The combination of pre-commit and CI-time scanning creates a defense-in-depth model where no single point of failure results in an undetected credential leak.

Branch Protection and Signed Commits as a Policy Layer

Branch protection rules and signed commit requirements are the GitHub-native mechanism for enforcing repository integrity as a policy, independent of individual contributor behavior.

At minimum, the main branch and any environment-mapped branches should be protected with: PR required with review, required status checks that must pass before merge, and restrictions on force pushes and branch deletion.

Signed commits - requiring that all commits carry a verified cryptographic signature - provide an additional integrity guarantee. GitHub's Vigilant Mode surfaces unsigned commits visually in the repository interface. Enforcement via GitHub Rulesets can make signed commits a hard requirement for protected branches. The implementation details of GPG or SSH signing are outside the scope of this whitepaper, but the policy decision should be made explicitly and documented in the organization's GitHub governance standards rather than left to individual teams.

Dependency Scanning - npm and Managed Packages

npm dependencies introduced by LWC development and used as sfdx devDependencies are the higher-velocity risk surface. Three complementary controls address this:

Dependabot - enabled via a dependabot.yml configuration file - automatically opens pull requests when npm dependencies have available updates, including security patches. It is GitHub-native, requires no installation, and is the lowest-friction starting point. Dependabot should be configured for both the npm and github-actions ecosystems - workflow action dependencies carry their own supply chain risk and are frequently overlooked.

  • Documentation: https://docs.github.com/en/code-security/dependabot

Mend Renovate is the more configurable alternative - and for organizations managing multiple Salesforce repositories, the more appropriate choice at scale. Renovate supports organization-wide shared configuration presets via a central renovate.json file, enabling consistent dependency update policies across all repositories.
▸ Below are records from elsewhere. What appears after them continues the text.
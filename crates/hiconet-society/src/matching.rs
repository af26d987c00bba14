//! Paired-observation plans between two societies.

use std::collections::HashMap;

use crate::{ObservationIndex, Society};

/// Two position-paired observation id lists, one per society.
///
/// Position `i` of `observations1` and position `i` of `observations2` are
/// treated as the same subject and timepoint. The plan is not validated here:
/// the association builder rejects plans whose lists differ in length.
#[derive(Debug, Clone, Default, PartialEq, Eq, serde::Serialize, serde::Deserialize)]
pub struct MatchPlan {
    observations1: Vec<String>,
    observations2: Vec<String>,
}

impl MatchPlan {
    #[must_use]
    pub fn new(observations1: Vec<String>, observations2: Vec<String>) -> Self {
        Self {
            observations1,
            observations2,
        }
    }

    /// Pairs the observations society 1 holds at `timepoint1` with the
    /// observations society 2 holds at `timepoint2` for the same subject.
    ///
    /// Only observations present in each society's data matrix take part.
    /// Society 1 column order is preserved; if society 2 has several
    /// observations for one subject at `timepoint2`, the last column wins.
    #[must_use]
    pub fn pair_by_subject(
        society1: &Society,
        timepoint1: &str,
        society2: &Society,
        timepoint2: &str,
    ) -> Self {
        let side2 = subject_observations(society2, timepoint2)
            .collect::<HashMap<_, _>>();
        let (observations1, observations2) = subject_observations(society1, timepoint1)
            .filter_map(|(subject, obs1)| {
                side2
                    .get(subject)
                    .map(|obs2| (obs1.to_owned(), (*obs2).to_owned()))
            })
            .unzip();
        Self {
            observations1,
            observations2,
        }
    }

    #[must_use]
    pub fn observations1(&self) -> &[String] {
        &self.observations1
    }

    #[must_use]
    pub fn observations2(&self) -> &[String] {
        &self.observations2
    }

    /// Number of matched pairs, or `None` when the two lists differ in length.
    #[must_use]
    pub fn len(&self) -> Option<usize> {
        (self.observations1.len() == self.observations2.len()).then_some(self.observations1.len())
    }

    #[must_use]
    pub fn is_empty(&self) -> bool {
        self.observations1.is_empty() && self.observations2.is_empty()
    }

    /// Positions whose paired observations are annotated with different
    /// subjects (or are missing from an index).
    ///
    /// Meant for upstream warnings on user-supplied plans; the association
    /// builder trusts the pairing as given.
    #[must_use]
    pub fn subject_mismatches(
        &self,
        index1: &ObservationIndex,
        index2: &ObservationIndex,
    ) -> Vec<usize> {
        self.observations1
            .iter()
            .zip(&self.observations2)
            .enumerate()
            .filter(|(_, (obs1, obs2))| {
                match (index1.subject_of(obs1), index2.subject_of(obs2)) {
                    (Some(s1), Some(s2)) => s1 != s2,
                    _ => true,
                }
            })
            .map(|(i, _)| i)
            .collect()
    }
}

/// `(subject, observation id)` for the matrix columns of `society` at `timepoint`.
fn subject_observations<'a>(
    society: &'a Society,
    timepoint: &'a str,
) -> impl Iterator<Item = (&'a str, &'a str)> {
    let index = society.observations();
    society
        .matrix()
        .observation_ids()
        .iter()
        .filter_map(move |id| {
            let obs = index.get(id)?;
            (obs.timepoint == timepoint).then_some((obs.subject.as_str(), id.as_str()))
        })
}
Its update grouping capability can batch related dependencies such as all @salesforce/* scoped packages into a single PR. Renovate is available as a free hosted GitHub App via Mend, or self-hosted. Some teams run both tools - Renovate for routine version updates with grouping and scheduling, Dependabot retained for its native GitHub security alert integration.

  • GitHub: https://github.com/renovatebot/renovate
  • Documentation: https://docs.renovatebot.com/

Internal shared packages - such as a centralized Prettier configuration published as @<my-org>/prettier-config (described in Section 5) - are npm dependencies in the same way as any third-party package, and should be tracked by Dependabot and Renovate alongside external dependencies, ensuring that repositories consuming a pinned version of a shared config package receive automated PRs when a new version is published.

RetireJS via Salesforce Code Analyzer scans LWC components and static resources for known vulnerable JavaScript dependencies as part of quality gates, providing a complementary signal to Dependabot and Renovate's update-focused approach - catching vulnerabilities in dependencies that are present in the codebase but have not yet triggered an update PR.

  • GitHub: https://github.com/RetireJS/retire.js

Managed packages are a lower-velocity but harder-to-govern risk surface. Installed managed packages are outside the repository's dependency graph - they do not appear in package.json - and package upgrades in a production org can introduce behavioral changes silently. Primary controls are process-based: documenting installed packages and versions in a versioned artifact, requiring change management approval for package upgrades, and running the full local test suite against the org after any package upgrade and before promoting further changes.